Role of O-Antigen in tackling E. coli in paper published by Global-NAMRIP member

Published: 12 August 2019
Computer simulation of bacteria
Computer simulation of bacteria

Professor Syma Khalid, a member of Global-NAMRIP, has had her research on the role of O-Antigen in response to stress of the E.coli outer membrane published in The Journal of Physical Chemistry.

Many Gram-negative bacteria cause disease to humans, animals and plants. In order to develop new antibiotics to combat these harmful pathogens, it is important to understand the mechanism that protect them.

Mechanical strength is imparted in a large part by the cell envelopes that protect bacterial cells. The envelopes are complex architectures with multiple compartments, containing many different molecular species. So identifying which components are key for mechanical strength is far from trivial.

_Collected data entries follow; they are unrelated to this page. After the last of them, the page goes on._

//! Configuration management for the handsfree controller

pub mod file;

use std::path::PathBuf;
use std::time::Duration;

use crate::session::CaptureConfig;
use crate::voice::{ANALYSIS_FRAME, PlaybackConfig, VadConfig, WakeWordConfig};
use crate::{Error, Result};

use self::file::HandsfreeConfigFile;

/// Default trigger phrase
pub const DEFAULT_PHRASE: &str = "Hey Inclusive";

/// Default full-interaction endpoint
pub const DEFAULT_ENDPOINT: &str = "http://localhost:8000/full-interaction";

/// Players tried in order when none is configured
const PLAYER_CANDIDATES: &[&[&str]] = &[
    &["mpv", "--no-video", "--really-quiet"],
    &["ffplay", "-nodisp", "-autoexit", "-loglevel", "quiet"],
    &["afplay"],
    &["paplay"],
];

/// Handsfree controller configuration
#[derive(Debug, Clone)]
pub struct Config {
    /// Trigger phrase
    pub wake_phrase: String,

    /// Explicit wake word tolerance; scales with the phrase when `None`
    pub max_edit_distance: Option<usize>,

    /// End-of-utterance detection
    pub vad: VadConfig,

    /// Capture duration bounds
    pub capture: CaptureConfig,

    /// Samples per activity monitor frame
    pub analysis_frame: usize,

    /// Reply playback
    pub playback: PlaybackSettings,

    /// Assistant endpoint
    pub server: ServerConfig,

    /// Streaming recognizer
    pub recognizer: RecognizerConfig,

    /// JSONL file mirroring the conversation
    pub conversation_log: Option<PathBuf>,
}

/// Playback settings
#[derive(Debug, Clone)]
pub struct PlaybackSettings {
    /// External player command for the primary tier
    pub player: Vec<String>,

    /// Grace delay and wait bound
    pub timing: PlaybackConfig,

    /// Start with the direct-output fallback unlocked
    pub unlocked: bool,
}

/// Assistant endpoint settings
#[derive(Debug, Clone)]
pub struct ServerConfig {
    /// Full-interaction URL
    pub endpoint: String,

    /// Multipart field carrying the recording
    pub upload_field: String,

    /// Request timeout
    pub timeout: Duration,
}

/// Recognizer settings
#[derive(Debug, Clone)]
pub struct RecognizerConfig {
    /// Command printing JSON transcript lines; empty means typed input
    pub command: Vec<String>,

    /// Pause before subscribing again after a stream ends
    pub resubscribe_delay: Duration,
}

impl Default for Config {
    fn default() -> Self {
        Self::from_sources(HandsfreeConfigFile::default(), |_| None)
    }
}

impl Config {
    /// Load configuration (env > toml > default)
    #[must_use]
    pub fn load() -> Self {
        let fc = file::load_config_file();
        Self::from_sources(fc, |key| std::env::var(key).ok())
    }

    /// Merge a parsed config file with environment lookups
    #[must_use]
    pub fn from_sources(fc: HandsfreeConfigFile, env: impl Fn(&str) -> Option<String>) -> Self {
        let defaults_vad = VadConfig::default();
        let defaults_capture = CaptureConfig::default();
        let defaults_playback = PlaybackConfig::default();

        let vad = VadConfig {
            poll_interval: fc
                .vad
                .poll_interval_ms
                .map_or(defaults_vad.poll_interval, Duration::from_millis),
            silence_threshold_rms: fc
                .vad
                .silence_threshold_rms
                .unwrap_or(defaults_vad.silence_threshold_rms),
            required_silence: fc
                .vad
                .required_silence_ms
                .map_or(defaults_vad.required_silence, Duration::from_millis),
        };

        let capture = CaptureConfig {
            min_duration: fc
                .capture
                .min_duration_ms
                .map_or(defaults_capture.min_duration, Duration::from_millis),
            max_duration: fc
                .capture
                .max_duration_ms
                .map_or(defaults_capture.max_duration, Duration::from_millis),
            min_bytes: fc.capture.min_bytes.unwrap_or(defaults_capture.min_bytes),
        };

        let playback = PlaybackSettings {
            player: env("HANDSFREE_PLAYER")
                .map(|s| split_command(&s))
                .or(fc.playback.player)
                .unwrap_or_else(default_player),
            timing: PlaybackConfig {
                grace_delay: fc
                    .playback
                    .grace_ms
                    .map_or(defaults_playback.grace_delay, Duration::from_millis),
                max_duration: fc
                    .playback
                    .max_duration_ms
                    .map_or(defaults_playback.max_duration, Duration::from_millis),
            },
            unlocked: fc.playback.unlocked.unwrap_or(false),
        };

        let server = ServerConfig {
            endpoint: env("HANDSFREE_ENDPOINT")
                .or(fc.server.endpoint)
                .unwrap_or_else(|| DEFAULT_ENDPOINT.to_string()),
            upload_field: fc
                .server
                .upload_field
                .unwrap_or_else(|| "audio_file".to_string()),
            timeout: Duration::from_secs(fc.server.timeout_secs.unwrap_or(60)),
        };

        let recognizer = RecognizerConfig {
            command: env("HANDSFREE_RECOGNIZER")
                .map(|s| split_command(&s))
                .or(fc.recognizer.command)
                .unwrap_or_default(),
            resubscribe_delay: Duration::from_millis(
                fc.recognizer.resubscribe_delay_ms.unwrap_or(250),
            ),
        };

        Self {
            wake_phrase: env("HANDSFREE_WAKE_PHRASE")
                .or(fc.wake_word.phrase)
                .unwrap_or_else(|| DEFAULT_PHRASE.to_string()),
            max_edit_distance: fc.wake_word.max_edit_distance,
            vad,
            capture,
            analysis_frame: fc.capture.analysis_frame.unwrap_or(ANALYSIS_FRAME),
            playback,
            server,
            recognizer,
            conversation_log: env("HANDSFREE_CONVERSATION_LOG")
                .or(fc.conversation_log)
                .map(PathBuf::from),
        }
    }

    /// Check the configuration for values the controller cannot run with
    ///
    /// # Errors
    ///
    /// Returns error describing the first invalid setting
    pub fn validate(&self) -> Result<()> {
        self.wake_word()?;

        if self.vad.poll_interval.is_zero() {
            return Err(Error::Config("vad.poll_interval_ms must be positive".to_string()));
        }
        if self.vad.silence_threshold_rms.is_nan() || self.vad.silence_threshold_rms <= 0.0 {
            return Err(Error::Config(
                "vad.silence_threshold_rms must be positive".to_string(),
            ));
        }
        if self.vad.required_silence.is_zero() {
            return Err(Error::Config(
                "vad.required_silence_ms must be positive".to_string(),
            ));
        }
        if self.capture.max_duration <= self.capture.min_duration {
            return Err(Error::Config(format!(
                "capture.max_duration_ms ({}) must exceed capture.min_duration_ms ({})",
                self.capture.max_duration.as_millis(),
                self.capture.min_duration.as_millis()
            )));
        }
        if self.analysis_frame == 0 {
            return Err(Error::Config("capture.analysis_frame must be positive".to_string()));
        }
        if self.playback.player.is_empty() {
            return Err(Error::Config("playback.player is empty".to_string()));
        }

        let endpoint = url::Url::parse(&self.server.endpoint)
            .map_err(|e| Error::Config(format!("invalid endpoint {}: {e}", self.server.endpoint)))?;
        if !matches!(endpoint.scheme(), "http" | "https") {
            return Err(Error::Config(format!(
                "endpoint must be http or https, got {}",
                endpoint.scheme()
            )));
        }

        Ok(())
    }

    /// Build the wake word matcher settings
    ///
    /// # Errors
    ///
    /// Returns error if the phrase contains no letters
    pub fn wake_word(&self) -> Result<WakeWordConfig> {
        match self.max_edit_distance {
            Some(distance) => WakeWordConfig::with_max_edit_distance(&self.wake_phrase, distance),
            None => WakeWordConfig::new(&self.wake_phrase),
        }
    }
}

/// Split a command line on whitespace
fn split_command(line: &str) -> Vec<String> {
    line.split_whitespace().map(ToString::to_string).collect()
}

/// First known player found on `PATH`, or mpv
fn default_player() -> Vec<String> {
    let found = PLAYER_CANDIDATES
        .iter()
        .find(|candidate| candidate.first().is_some_and(|p| which::which(p).is_ok()))
        .unwrap_or(&PLAYER_CANDIDATES[0]);

    found.iter().map(ToString::to_string).collect()
}

#[cfg(test)]
mod tests {
    use super::file::parse_config_file;
    use super::*;

    fn no_env(_: &str) -> Option<String> {
        None
    }

    fn defaults() -> Config {
        Config::from_sources(HandsfreeConfigFile::default(), no_env)
    }

    #[test]
    fn test_defaults() {
        let config = Config::from_sources(HandsfreeConfigFile::default(), no_env);

        assert_eq!(config.wake_phrase, DEFAULT_PHRASE);
        assert_eq!(config.server.endpoint, DEFAULT_ENDPOINT);
        assert_eq!(config.server.upload_field, "audio_file");
        assert_eq!(config.vad, VadConfig::default());
        assert_eq!(config.capture, CaptureConfig::default());
        assert_eq!(config.recognizer.resubscribe_delay, Duration::from_millis(250));
        assert!(config.recognizer.command.is_empty());
        assert!(!config.playback.player.is_empty());
        assert!(config.validate().is_ok());
    }

    #[test]
    fn test_env_overrides_file() {
        let fc = parse_config_file(
            r#"
            [wake_word]
            phrase = "Hey Computer"

            [server]
            endpoint = "http://assistant.local/full-interaction"

            [capture]
            max_duration_ms = 8000
            "#,
        )
        .unwrap();

        let config = Config::from_sources(fc, |key| match key {
            "HANDSFREE_WAKE_PHRASE" => Some("Okay Helper".to_string()),
            "HANDSFREE_RECOGNIZER" => Some("recognize --stream".to_string()),
            _ => None,
        });

        assert_eq!(config.wake_phrase, "Okay Helper");
        assert_eq!(config.server.endpoint, "http://assistant.local/full-interaction");
        assert_eq!(config.capture.max_duration, Duration::from_secs(8));
        assert_eq!(config.recognizer.command, vec!["recognize", "--stream"]);
    }

    #[test]
    fn test_validate_rejects_bad_values() {
        let mut config = defaults();
        config.wake_phrase = "123".to_string();
        assert!(config.validate().is_err());

        let mut config = defaults();
        config.capture.max_duration = config.capture.min_duration;
        assert!(config.validate().is_err());

        let mut config = defaults();
        config.vad.silence_threshold_rms = 0.0;
        assert!(config.validate().is_err());

        let mut config = defaults();
        config.server.endpoint = "not a url".to_string();
        assert!(config.validate().is_err());

        let mut config = defaults();
        config.server.endpoint = "ftp://example.com/x".to_string();
        assert!(config.validate().is_err());
    }

    #[test]
    fn test_explicit_tolerance() {
        let mut config = defaults();
        assert_eq!(config.wake_word().unwrap().max_edit_distance(), 4);

        config.max_edit_distance = Some(1);
        assert_eq!(config.wake_word().unwrap().max_edit_distance(), 1);
    }
}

Professor Khalid used molecular simulations to show that the O-antigen components of the outer membrane play a key role in maintaining the mechanical strength of the cell. When these molecules are absent, the cells only contain shorter lipopolysaccharide molecules and the cell envelopes are more easily ruptured.

The simulations carried out by Professor Khalid and her team show that the strong cohesive forces between the O-antigen molecules enable the cell to withstand surface tensions that would lead to cell rupture if O-antigen was absent.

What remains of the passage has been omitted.